A string mailbox is the absolute minimum — the framework gets interesting once messages start carrying structure. Two short extensions of the hello-actor sample to make that concrete:

Real actors receive commands, not bare values. The convention is a discriminated union — every message carries a kind literal that narrows the union inside onReceive. match(cmd).exhaustive() from ts-pattern gives you a compile-time check that every variant is handled: add a new kind without a matching with(...) arm and TypeScript fails the build.

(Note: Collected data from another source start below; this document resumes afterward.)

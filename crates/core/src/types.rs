//! Shared identifier types.
//!
//! Jobs and users are identified by UUIDs minted by the backing store;
//! this crate only ever treats them as opaque values.

/// Identifier of a generation job (caller-supplied, unique).
pub type JobId = uuid::Uuid;

/// Identifier of the owning user, derived from the auth token.
pub type UserId = uuid::Uuid;
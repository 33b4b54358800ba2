//! Shared connection handle and error type for backend HTTP clients.

use serde::de::DeserializeOwned;

/// Errors from the backend HTTP layer.
#[derive(Debug, thiserror::Error)]
pub enum StoreError {
    /// The HTTP request itself failed (network, DNS, TLS, etc.).
    #[error("HTTP request failed: {0}")]
    Request(#[from] reqwest::Error),

    /// The backend returned a non-2xx status code.
    #[error("Backend API error ({status}): {body}")]
    Api {
        /// HTTP status code.
        status: u16,
        /// Raw response body for debugging.
        body: String,
    },

    /// The response decoded, but not into the shape we expected.
    #[error("Unexpected response shape: {0}")]
    Decode(String),
}

/// Connection handle for one backend project.
///
/// Cheap to clone; every per-concern client (`HttpJobStore`,
/// `HttpCreditLedger`, ...) wraps one of these so they share a
/// connection pool.
#[derive(Clone)]
pub struct Backend {
    http: reqwest::Client,
    base_url: String,
    service_key: String,
}

impl Backend {
    /// Create a handle for the backend at `base_url`, authenticating
    /// every call with the given service role key.
    pub fn new(base_url: String, service_key: String) -> Self {
        Self {
            http: reqwest::Client::new(),
            base_url: base_url.trim_end_matches('/').to_string(),
            service_key,
        }
    }

    /// Create a handle reusing an existing [`reqwest::Client`].
    pub fn with_client(http: reqwest::Client, base_url: String, service_key: String) -> Self {
        Self {
            http,
            base_url: base_url.trim_end_matches('/').to_string(),
            service_key,
        }
    }

    /// Base URL without a trailing slash.
    pub fn base_url(&self) -> &str {
        &self.base_url
    }

    /// The underlying HTTP client.
    pub fn http(&self) -> &reqwest::Client {
        &self.http
    }

    /// The service role key (for calls that authenticate with a user
    /// token but still need the project key header).
    pub fn service_key(&self) -> &str {
        &self.service_key
    }

    /// Start a request against a backend path, with the service role
    /// key attached as both `apikey` and bearer token.
    pub fn request(&self, method: reqwest::Method, path: &str) -> reqwest::RequestBuilder {
        self.http
            .request(method, format!("{}{}", self.base_url, path))
            .header("apikey", &self.service_key)
            .bearer_auth(&self.service_key)
    }

    /// Cheap reachability probe against the REST root.
    pub async fn health_check(&self) -> Result<(), StoreError> {
        let response = self.request(reqwest::Method::GET, "/rest/v1/").send().await?;
        Self::ensure_success(response).await?;
        Ok(())
    }

    /// Call a remote procedure under `/rest/v1/rpc/` and decode the
    /// JSON result.
    pub async fn rpc<T: DeserializeOwned>(
        &self,
        name: &str,
        args: &serde_json::Value,
    ) -> Result<T, StoreError> {
        let response = self
            .request(reqwest::Method::POST, &format!("/rest/v1/rpc/{name}"))
            .json(args)
            .send()
            .await?;

        let response = Self::ensure_success(response).await?;
        Self::decode(response).await
    }

    /// Decode a JSON response body, reporting a body that does not
    /// match the expected shape as [`StoreError::Decode`] rather than
    /// a transport error.
    pub async fn decode<T: DeserializeOwned>(response: reqwest::Response) -> Result<T, StoreError> {
        let bytes = response.bytes().await?;
        serde_json::from_slice(&bytes).map_err(|e| StoreError::Decode(e.to_string()))
    }

    /// Ensure the response has a success status code. Returns the
    /// response unchanged on success, or a [`StoreError::Api`] with the
    /// status and body text on failure.
    pub async fn ensure_success(
        response: reqwest::Response,
    ) -> Result<reqwest::Response, StoreError> {
        let status = response.status();
        if !status.is_success() {
            let body = response
                .text()
                .await
                .unwrap_or_else(|_| "<unreadable body>".to_string());
            return Err(StoreError::Api {
                status: status.as_u16(),
                body,
            });
        }
        Ok(response)
    }
}
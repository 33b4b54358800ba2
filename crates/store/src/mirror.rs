//! Result mirror: copy generated images into our own storage.
//!
//! Providers hand back either hosted URLs or inline bytes; neither is
//! durable from our point of view, so every artifact is mirrored into
//! the generated-images bucket before the job is marked completed.
//!
//! Atomicity policy: items are mirrored strictly in order, and if any
//! item fails after earlier ones succeeded, the already-stored objects
//! are deleted (best effort) before the original error propagates. A
//! job must never reference a partial result set.

use std::sync::Arc;

use artio_core::generation::{artifact_path, OutputFormat};
use artio_core::types::{JobId, UserId};

use crate::backend::StoreError;
use crate::storage::{ImageFetcher, ImageStore};

/// One provider artifact awaiting mirroring.
#[derive(Debug, Clone)]
pub enum MirrorSource {
    /// Provider-hosted image to download first.
    Url(String),
    /// Already-decoded image bytes.
    Bytes(Vec<u8>),
}

/// Mirrors provider outputs into durable storage.
pub struct ResultMirror {
    store: Arc<dyn ImageStore>,
    fetcher: Arc<dyn ImageFetcher>,
}

impl ResultMirror {
    pub fn new(store: Arc<dyn ImageStore>, fetcher: Arc<dyn ImageFetcher>) -> Self {
        Self { store, fetcher }
    }

    /// The underlying store, for signed-URL exchange on image inputs.
    pub fn store(&self) -> &Arc<dyn ImageStore> {
        &self.store
    }

    /// Mirror `sources` in order and return the stored paths, one per
    /// input. Any failure rolls back the objects stored so far.
    pub async fn mirror(
        &self,
        user_id: UserId,
        job_id: JobId,
        sources: Vec<MirrorSource>,
        format: OutputFormat,
    ) -> Result<Vec<String>, StoreError> {
        let mut stored: Vec<String> = Vec::with_capacity(sources.len());

        for (index, source) in sources.into_iter().enumerate() {
            let result = self
                .mirror_one(user_id, job_id, index, source, format)
                .await;

            match result {
                Ok(path) => stored.push(path),
                Err(e) => {
                    self.rollback(&stored).await;
                    return Err(e);
                }
            }
        }

        Ok(stored)
    }

    async fn mirror_one(
        &self,
        user_id: UserId,
        job_id: JobId,
        index: usize,
        source: MirrorSource,
        format: OutputFormat,
    ) -> Result<String, StoreError> {
        let bytes = match source {
            MirrorSource::Url(url) => self.fetcher.fetch(&url).await?,
            MirrorSource::Bytes(bytes) => bytes,
        };

        let path = artifact_path(user_id, job_id, index, format);
        self.store
            .upload(&path, bytes, format.content_type())
            .await?;
        Ok(path)
    }

    /// Delete already-stored objects after a mid-mirror failure.
    /// Cleanup failures are logged, never raised: the original error is
    /// what the caller needs to see.
    async fn rollback(&self, stored: &[String]) {
        for path in stored {
            if let Err(e) = self.store.remove(path).await {
                tracing::warn!(path = %path, error = %e, "Failed to clean up partial mirror result");
            }
        }
    }
}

import { Actor, ActorSystem, Props, type ActorRef } from 'actor-ts';
import { match } from 'ts-pattern';
type Cmd =
| { kind: 'inc' }
| { kind: 'dec' }
| { kind: 'get'; replyTo: ActorRef<number> };
class Counter extends Actor<Cmd> {
private count = 0;
override onReceive(cmd: Cmd): void {
match(cmd)
.with({ kind: 'inc' }, () => { this.count++; })
.with({ kind: 'dec' }, () => { this.count--; })
.with({ kind: 'get' }, (m) => m.replyTo.tell(this.count))
.exhaustive();
}
}
const system = ActorSystem.create('counters');
const counter = system.spawnAnonymous(Props.create(() => new Counter()));
counter.tell({ kind: 'inc' });
counter.tell({ kind: 'inc' });
counter.tell({ kind: 'dec' });

The { kind: 'get'; replyTo: ActorRef<number> } variant is the standard shape for “give me a reply”: the requester passes its own ref (or, more commonly, one provided by ask, below) and the counter tells the answer back. See Messages and Pattern matching for the deep dive.

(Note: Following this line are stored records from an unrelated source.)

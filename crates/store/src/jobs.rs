//! Remote job store client.

use artio_core::types::JobId;
use async_trait::async_trait;

use crate::backend::{Backend, StoreError};
use crate::models::{GenerationJob, JobUpdate};

/// Read/mutate access to generation job rows.
///
/// The backing store enforces at most one winner for concurrent status
/// transitions on the same row; this trait only exposes the calls.
#[async_trait]
pub trait JobStore: Send + Sync {
    /// Load a job by id. `Ok(None)` means the row does not exist.
    async fn fetch(&self, job_id: JobId) -> Result<Option<GenerationJob>, StoreError>;

    /// Apply a partial update to a job row.
    async fn update(&self, job_id: JobId, update: JobUpdate) -> Result<(), StoreError>;
}

/// [`JobStore`] over the backend's row-level REST API.
pub struct HttpJobStore {
    backend: Backend,
}

impl HttpJobStore {
    pub fn new(backend: Backend) -> Self {
        Self { backend }
    }
}

#[async_trait]
impl JobStore for HttpJobStore {
    async fn fetch(&self, job_id: JobId) -> Result<Option<GenerationJob>, StoreError> {
        let response = self
            .backend
            .request(
                reqwest::Method::GET,
                &format!("/rest/v1/generation_jobs?id=eq.{job_id}&select=*"),
            )
            .send()
            .await?;

        let response = Backend::ensure_success(response).await?;
        // Row filters return a JSON array; zero rows means not found.
        let mut rows: Vec<GenerationJob> = Backend::decode(response).await?;
        Ok(rows.pop())
    }

    async fn update(&self, job_id: JobId, update: JobUpdate) -> Result<(), StoreError> {
        let response = self
            .backend
            .request(
                reqwest::Method::PATCH,
                &format!("/rest/v1/generation_jobs?id=eq.{job_id}"),
            )
            .header("Prefer", "return=minimal")
            .json(&update)
            .send()
            .await?;

        Backend::ensure_success(response).await?;
        Ok(())
    }
}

tell is fire-and-forget. For request/response there are two equivalent shapes:

import { ActorSystem, Props } from 'actor-ts';
const system = ActorSystem.create('counters');
const counter = system.spawnAnonymous(Props.create(() => new Counter()));
counter.tell({ kind: 'inc' });
counter.tell({ kind: 'inc' });
// Method-on-ref — terse, infers the reply type:
const value = await counter.ask<number>({ kind: 'get' }, 5_000);
console.log(value); // 2
await system.terminate();

Or use the free function for the same effect:

import { ask } from 'actor-ts';
const value = await ask<Cmd, number>(counter, { kind: 'get' }, 5_000);

Either way, the framework spawns a one-shot reply actor under the hood, fills it in as replyTo AND as context.sender on the target, and resolves the promise with the first reply (or rejects with AskTimeoutError). Callers never write replyTo themselves.

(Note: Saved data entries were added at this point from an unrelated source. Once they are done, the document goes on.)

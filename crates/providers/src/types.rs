//! Common request/response shapes shared by every adapter.

use artio_core::catalog::ModelSpec;

/// Generic generation request, already validated and catalog-resolved.
#[derive(Debug, Clone)]
pub struct ProviderRequest {
    /// Catalog entry for the requested model (carries the route).
    pub model: ModelSpec,
    pub prompt: String,
    pub aspect_ratio: String,
    /// Requested number of images (1..=4). Only the single-shot
    /// provider honours this upstream; cost is flat per call either way.
    pub image_count: u32,
    /// Absolute URLs of image inputs. Storage-relative references are
    /// exchanged for signed URLs before the request reaches an adapter.
    pub image_inputs: Vec<String>,
}

/// One generated artifact in provider-normalized form.
#[derive(Debug, Clone)]
pub enum ProviderImage {
    /// Hosted by the provider; must be mirrored before it expires.
    Url(String),
    /// Inline bytes, already base64-decoded.
    Inline(Vec<u8>),
}

/// Successful adapter result: a non-empty, ordered list of artifacts.
#[derive(Debug, Clone)]
pub struct ProviderOutput {
    pub images: Vec<ProviderImage>,
}

/// Adapter failures, normalized across providers.
///
/// The `Display` form of each variant is the message callers see, so
/// it carries the provider's proximate cause verbatim where one exists.
#[derive(Debug, thiserror::Error)]
pub enum ProviderError {
    /// The HTTP call itself failed (network, DNS, TLS, etc.).
    #[error("HTTP request failed: {0}")]
    Request(#[from] reqwest::Error),

    /// The task-creation endpoint rejected the submission.
    #[error("{0}")]
    TaskCreation(String),

    /// The provider reported the generation as failed.
    #[error("{0}")]
    Generation(String),

    /// The polling deadline elapsed without a terminal task state.
    /// Deliberately distinct from [`ProviderError::Generation`].
    #[error("Task timed out")]
    TimedOut,

    /// The call succeeded but returned zero images.
    #[error("No images generated")]
    NoImages,

    /// The request cannot be expressed for this model family
    /// (e.g. an edit model with no image inputs).
    #[error("Invalid request for {model}: {reason}")]
    InvalidInput { model: String, reason: String },

    /// A response decoded, but not into the documented shape.
    #[error("Unexpected provider response: {0}")]
    Decode(String),

    /// The poll loop was cancelled by process shutdown.
    #[error("Generation cancelled")]
    Cancelled,
}
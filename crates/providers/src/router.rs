//! Provider dispatch: one trait, three adapters, a closed route enum.

use artio_core::catalog::ProviderRoute;
use async_trait::async_trait;
use tokio_util::sync::CancellationToken;

use crate::gemini::GeminiAdapter;
use crate::imagen::ImagenAdapter;
use crate::kie::KieAdapter;
use crate::types::{ProviderError, ProviderOutput, ProviderRequest};

/// Successful dispatch result.
#[derive(Debug)]
pub struct ProviderReply {
    /// External task handle, present for the asynchronous provider.
    pub task_id: Option<String>,
    pub output: ProviderOutput,
}

/// Failed dispatch. Carries the task handle when the task was accepted
/// upstream before failing, so operators can chase it.
#[derive(Debug)]
pub struct DispatchError {
    pub task_id: Option<String>,
    pub error: ProviderError,
}

impl From<ProviderError> for DispatchError {
    fn from(error: ProviderError) -> Self {
        Self {
            task_id: None,
            error,
        }
    }
}

/// Receives the upstream task handle as soon as the asynchronous
/// provider accepts a task, before polling begins. Callers persist it
/// here so a crash mid-poll cannot orphan a live upstream task.
#[async_trait]
pub trait TaskSink: Send + Sync {
    async fn task_accepted(&self, task_id: &str);
}

/// Sink for callers with nothing to record.
pub struct NoopTaskSink;

#[async_trait]
impl TaskSink for NoopTaskSink {
    async fn task_accepted(&self, _task_id: &str) {}
}

/// The seam the orchestrator generates through. Mocked in tests; the
/// one production implementation is [`ProviderRouter`].
#[async_trait]
pub trait ImageProvider: Send + Sync {
    async fn generate(
        &self,
        request: &ProviderRequest,
        tasks: &dyn TaskSink,
    ) -> Result<ProviderReply, DispatchError>;
}

/// Routes a request to the adapter for its model's provider family.
pub struct ProviderRouter {
    kie: KieAdapter,
    gemini: GeminiAdapter,
    imagen: ImagenAdapter,
    /// Cancelled on process shutdown to stop in-flight poll loops.
    cancel: CancellationToken,
}

impl ProviderRouter {
    pub fn new(
        kie: KieAdapter,
        gemini: GeminiAdapter,
        imagen: ImagenAdapter,
        cancel: CancellationToken,
    ) -> Self {
        Self {
            kie,
            gemini,
            imagen,
            cancel,
        }
    }
}

#[async_trait]
impl ImageProvider for ProviderRouter {
    async fn generate(
        &self,
        request: &ProviderRequest,
        tasks: &dyn TaskSink,
    ) -> Result<ProviderReply, DispatchError> {
        match request.model.route {
            ProviderRoute::Kie(family) => {
                let task_id = self.kie.create_task(request, family).await?;
                tracing::info!(
                    model = request.model.id,
                    task_id = %task_id,
                    "Provider task created"
                );
                // Hand the task handle out before polling starts.
                tasks.task_accepted(&task_id).await;

                match self.kie.poll_task(&task_id, &self.cancel).await {
                    Ok(urls) => Ok(ProviderReply {
                        task_id: Some(task_id),
                        output: ProviderOutput {
                            images: urls.into_iter().map(crate::types::ProviderImage::Url).collect(),
                        },
                    }),
                    Err(error) => Err(DispatchError {
                        task_id: Some(task_id),
                        error,
                    }),
                }
            }
            ProviderRoute::Gemini => Ok(ProviderReply {
                task_id: None,
                output: self.gemini.generate(request).await?,
            }),
            ProviderRoute::ImagenNative => Ok(ProviderReply {
                task_id: None,
                output: self.imagen.generate(request).await?,
            }),
        }
    }
}
//! Server-side authoritative model catalog.
//!
//! Maps each model id to its credit cost, premium flag, and provider
//! route. This table must stay in sync with the client-side catalog
//! shipped in the app; drift is a data-integrity bug, which is why the
//! tests below pin every entry against a fixed reference table.
//!
//! Routing is a closed enum rather than string-prefix matching so the
//! per-family request mapping stays exhaustive under `match`.

/// Which upstream service handles a model, and with which request shape.
#[derive(Debug, Clone, Copy, PartialEq, Eq)]
pub enum ProviderRoute {
    /// Asynchronous task-based provider (submit + poll).
    Kie(KieFamily),
    /// Synchronous multi-turn image provider (`generateContent`).
    Gemini,
    /// Synchronous single-shot image provider (`:predict`).
    ImagenNative,
}

/// Request-shape families for the task-based provider.
///
/// Each family has its own input payload: field names, fixed
/// resolution/quality tiers, and whether an image-input list is
/// accepted. `image_input` marks the image-to-image / edit sub-variant
/// of families that have one.
#[derive(Debug, Clone, Copy, PartialEq, Eq)]
pub enum KieFamily {
    /// Base text-to-image family: aspect ratio only.
    Imagen,
    /// Image-edit variant: requires source image URLs, fixed output format.
    NanoBananaEdit,
    /// Multi-image variant: optional image inputs, fixed resolution tier.
    NanoBananaPro,
    /// Flex/pro family: optional inputs only on the image-to-image sub-variant.
    Flux2 { image_input: bool },
    /// Restricted aspect-ratio enum, fixed quality tier.
    GptImage { image_input: bool },
    /// Optional inputs only on the edit sub-variant, fixed quality tier.
    Seedream { image_input: bool },
}

/// One entry of the static model catalog.
#[derive(Debug, Clone, Copy, PartialEq, Eq)]
pub struct ModelSpec {
    /// Model identifier as sent by clients.
    pub id: &'static str,
    /// Credits consumed per generation call (flat, not per image).
    pub credit_cost: u32,
    /// Whether the model is gated behind a premium subscription.
    pub premium: bool,
    /// Provider route and request-shape family.
    pub route: ProviderRoute,
}

/// Default model when the request omits one.
pub const DEFAULT_MODEL: &str = "google/imagen4";

/// The full catalog. Costs follow the pricing rule `Artio credit =
/// upstream credit x 2` at the currently configured resolution/quality
/// tiers; the native Imagen models are priced to match their task-based
/// equivalents.
pub const MODEL_CATALOG: &[ModelSpec] = &[
    ModelSpec {
        id: "google/imagen4",
        credit_cost: 16,
        premium: false,
        route: ProviderRoute::Kie(KieFamily::Imagen),
    },
    ModelSpec {
        id: "google/imagen4-fast",
        credit_cost: 8,
        premium: false,
        route: ProviderRoute::Kie(KieFamily::Imagen),
    },
    ModelSpec {
        id: "google/imagen4-ultra",
        credit_cost: 24,
        premium: true,
        route: ProviderRoute::Kie(KieFamily::Imagen),
    },
    ModelSpec {
        id: "google/nano-banana-edit",
        credit_cost: 8,
        premium: false,
        route: ProviderRoute::Kie(KieFamily::NanoBananaEdit),
    },
    ModelSpec {
        id: "nano-banana-pro",
        credit_cost: 36,
        premium: false,
        route: ProviderRoute::Kie(KieFamily::NanoBananaPro),
    },
    ModelSpec {
        id: "flux-2/flex-text-to-image",
        credit_cost: 28,
        premium: false,
        route: ProviderRoute::Kie(KieFamily::Flux2 { image_input: false }),
    },
    ModelSpec {
        id: "flux-2/flex-image-to-image",
        credit_cost: 28,
        premium: false,
        route: ProviderRoute::Kie(KieFamily::Flux2 { image_input: true }),
    },
    ModelSpec {
        id: "flux-2/pro-text-to-image",
        credit_cost: 10,
        premium: true,
        route: ProviderRoute::Kie(KieFamily::Flux2 { image_input: false }),
    },
    ModelSpec {
        id: "flux-2/pro-image-to-image",
        credit_cost: 10,
        premium: true,
        route: ProviderRoute::Kie(KieFamily::Flux2 { image_input: true }),
    },
    ModelSpec {
        id: "gpt-image/1.5-text-to-image",
        credit_cost: 8,
        premium: true,
        route: ProviderRoute::Kie(KieFamily::GptImage { image_input: false }),
    },
    ModelSpec {
        id: "gpt-image/1.5-image-to-image",
        credit_cost: 8,
        premium: true,
        route: ProviderRoute::Kie(KieFamily::GptImage { image_input: true }),
    },
    ModelSpec {
        id: "seedream/4.5-text-to-image",
        credit_cost: 8,
        premium: false,
        route: ProviderRoute::Kie(KieFamily::Seedream { image_input: false }),
    },
    ModelSpec {
        id: "seedream/4.5-edit",
        credit_cost: 10,
        premium: false,
        route: ProviderRoute::Kie(KieFamily::Seedream { image_input: true }),
    },
    ModelSpec {
        id: "gemini-3-pro-image-preview",
        credit_cost: 15,
        premium: true,
        route: ProviderRoute::Gemini,
    },
    ModelSpec {
        id: "gemini-2.5-flash-image",
        credit_cost: 8,
        premium: false,
        route: ProviderRoute::Gemini,
    },
    ModelSpec {
        id: "imagen-4.0-generate-001",
        credit_cost: 16,
        premium: false,
        route: ProviderRoute::ImagenNative,
    },
    ModelSpec {
        id: "imagen-4.0-ultra-generate-001",
        credit_cost: 24,
        premium: true,
        route: ProviderRoute::ImagenNative,
    },
    ModelSpec {
        id: "imagen-4.0-fast-generate-001",
        credit_cost: 8,
        premium: false,
        route: ProviderRoute::ImagenNative,
    },
];

/// Look up a model by id. Unknown ids return `None`.
pub fn find_model(model_id: &str) -> Option<&'static ModelSpec> {
    MODEL_CATALOG.iter().find(|m| m.id == model_id)
}

/// Credit cost for a model, or `None` if the model is unknown.
pub fn credit_cost(model_id: &str) -> Option<u32> {
    find_model(model_id).map(|m| m.credit_cost)
}

/// Whether a model requires a premium subscription. Unknown ids are
/// not premium (they are rejected earlier as unknown).
pub fn is_premium(model_id: &str) -> bool {
    find_model(model_id).is_some_and(|m| m.premium)
}

/// Remap an arbitrary aspect ratio onto the restricted enum accepted by
/// the GptImage family (`1:1`, `2:3`, `3:2`), picking the nearest
/// equivalent orientation. Unrecognized values fall back to `1:1`.
pub fn remap_gpt_aspect_ratio(aspect_ratio: &str) -> &'static str {
    match aspect_ratio {
        "1:1" => "1:1",
        "2:3" | "3:4" | "9:16" | "4:5" => "2:3",
        "3:2" | "4:3" | "16:9" | "5:4" | "21:9" => "3:2",
        _ => "1:1",
    }
}
use axum::extract::rejection::JsonRejection;
use axum::extract::{FromRequest, Request};
use axum::http::StatusCode;
use axum::response::{IntoResponse, Response};
use artio_core::error::CoreError;
use serde_json::json;

/// Application-level error type for HTTP handlers.
///
/// Wraps [`CoreError`] for domain errors and adds HTTP-specific
/// variants. Implements [`IntoResponse`] so every failure becomes a
/// consistent JSON body with an `error` field, plus the extra fields
/// some statuses carry (`required`, `retry_after`, `premiumRequired`).
#[derive(Debug, thiserror::Error)]
pub enum AppError {
    /// A domain-level error from `artio_core`.
    #[error(transparent)]
    Core(#[from] CoreError),

    /// A bad request with a human-readable message.
    #[error("Bad request: {0}")]
    BadRequest(String),

    /// An internal error with a human-readable message.
    #[error("Internal error: {0}")]
    InternalError(String),
}

/// Convenience type alias for handler return values.
pub type AppResult<T> = Result<T, AppError>;

impl From<JsonRejection> for AppError {
    fn from(rejection: JsonRejection) -> Self {
        AppError::BadRequest(rejection.body_text())
    }
}

/// JSON body extractor whose rejection is an [`AppError`], so a
/// missing or malformed field comes back as a 400 with the same
/// `{error, code}` JSON shape as every other failure instead of
/// axum's default plain-text 422.
pub struct AppJson<T>(pub T);

impl<S, T> FromRequest<S> for AppJson<T>
where
    axum::Json<T>: FromRequest<S, Rejection = JsonRejection>,
    S: Send + Sync,
{
    type Rejection = AppError;

    async fn from_request(req: Request, state: &S) -> Result<Self, Self::Rejection> {
        let axum::Json(value) = axum::Json::<T>::from_request(req, state).await?;
        Ok(AppJson(value))
    }
}

impl IntoResponse for AppError {
    fn into_response(self) -> Response {
        let (status, code, mut body) = match &self {
            AppError::Core(core) => match core {
                CoreError::NotFound { entity, id } => (
                    StatusCode::NOT_FOUND,
                    "NOT_FOUND",
                    json!({ "error": format!("{entity} with id {id} not found") }),
                ),
                CoreError::Validation(msg) => (
                    StatusCode::BAD_REQUEST,
                    "VALIDATION_ERROR",
                    json!({ "error": msg }),
                ),
                CoreError::Conflict(msg) => {
                    (StatusCode::CONFLICT, "CONFLICT", json!({ "error": msg }))
                }
                CoreError::Unauthorized(msg) => (
                    StatusCode::UNAUTHORIZED,
                    "UNAUTHORIZED",
                    json!({ "error": msg }),
                ),
                CoreError::Forbidden(msg) => {
                    (StatusCode::FORBIDDEN, "FORBIDDEN", json!({ "error": msg }))
                }
                CoreError::InsufficientCredits { required, model } => (
                    StatusCode::PAYMENT_REQUIRED,
                    "INSUFFICIENT_CREDITS",
                    json!({
                        "error": "Insufficient credits",
                        "required": required,
                        "model": model,
                    }),
                ),
                CoreError::PremiumRequired { model } => (
                    StatusCode::FORBIDDEN,
                    "PREMIUM_REQUIRED",
                    json!({
                        "error": "This model requires a premium subscription",
                        "model": model,
                        "premiumRequired": true,
                    }),
                ),
                CoreError::RateLimited { retry_after_secs } => (
                    StatusCode::TOO_MANY_REQUESTS,
                    "RATE_LIMITED",
                    json!({
                        "error": "Rate limit exceeded",
                        "retry_after": retry_after_secs,
                    }),
                ),
                CoreError::RateLimiterUnavailable(msg) => {
                    tracing::error!(error = %msg, "Rate limiter unavailable");
                    (
                        StatusCode::SERVICE_UNAVAILABLE,
                        "RATE_LIMITER_UNAVAILABLE",
                        json!({ "error": "Rate limit service unavailable" }),
                    )
                }
                // Provider and storage failures surface their proximate
                // cause to the caller; refund status never leaks here.
                CoreError::Provider(msg) => (
                    StatusCode::INTERNAL_SERVER_ERROR,
                    "GENERATION_FAILED",
                    json!({ "error": msg }),
                ),
                CoreError::Storage(msg) => (
                    StatusCode::INTERNAL_SERVER_ERROR,
                    "STORAGE_FAILED",
                    json!({ "error": msg }),
                ),
                CoreError::Ledger(msg) => {
                    tracing::error!(error = %msg, "Ledger error");
                    (
                        StatusCode::INTERNAL_SERVER_ERROR,
                        "LEDGER_ERROR",
                        json!({ "error": "Credit check failed" }),
                    )
                }
                CoreError::Internal(msg) => {
                    tracing::error!(error = %msg, "Internal core error");
                    (
                        StatusCode::INTERNAL_SERVER_ERROR,
                        "INTERNAL_ERROR",
                        json!({ "error": "An internal error occurred" }),
                    )
                }
            },

            AppError::BadRequest(msg) => (
                StatusCode::BAD_REQUEST,
                "BAD_REQUEST",
                json!({ "error": msg }),
            ),
            AppError::InternalError(msg) => {
                tracing::error!(error = %msg, "Internal error");
                (
                    StatusCode::INTERNAL_SERVER_ERROR,
                    "INTERNAL_ERROR",
                    json!({ "error": "An internal error occurred" }),
                )
            }
        };

        body["code"] = json!(code);
        (status, axum::Json(body)).into_response()
    }
}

See Ask pattern for timeout behaviour, error handling, and the dead-letter case (target actor stopped before replying).

You have a running actor. From here the docs branch out depending on what you want to do:

  • Send more interesting messages: see Messages for the conventions (discriminated unions, immutability, the kind field) and Pattern matching for the match().exhaustive() dispatch idiom this codebase uses everywhere.

  • Get a reply back from the actor: see Ask pattern — the request/response equivalent of tell.

  • Handle failures: see Supervision for how parent actors recover from child crashes.

  • Distribute across machines: see the Cluster overview and Sharding overview — the same code you wrote above can run across N nodes with a single extra line. Cluster.bootstrap builds the ActorSystem, joins the cluster, starts the Receptionist and wires SIGTERM / SIGINT shutdown in one call:

    import { Cluster, Props } from 'actor-ts';
    const { system } = await Cluster.bootstrap({ name: 'hello' });
    const ref = system.spawn(Props.create(() => new Greeter()), 'greeter');
    ref.tell('world');

    Discovery defaults to an env-driven chain — CLUSTER_SEEDS → Kubernetes API → DNS — so the same code runs single-node in local dev and joins an existing cluster in production without a config change.

  • Persist state across restarts: see PersistentActor for event sourcing and Snapshots for bounded recovery time.

If you want to see the framework’s whole surface area at once, the chat sample is the most-comprehensive end-to-end demonstration — it uses sharding, persistence, distributed pubsub, distributed data, cluster singleton, HTTP routing, six interchangeable frontends, the lot.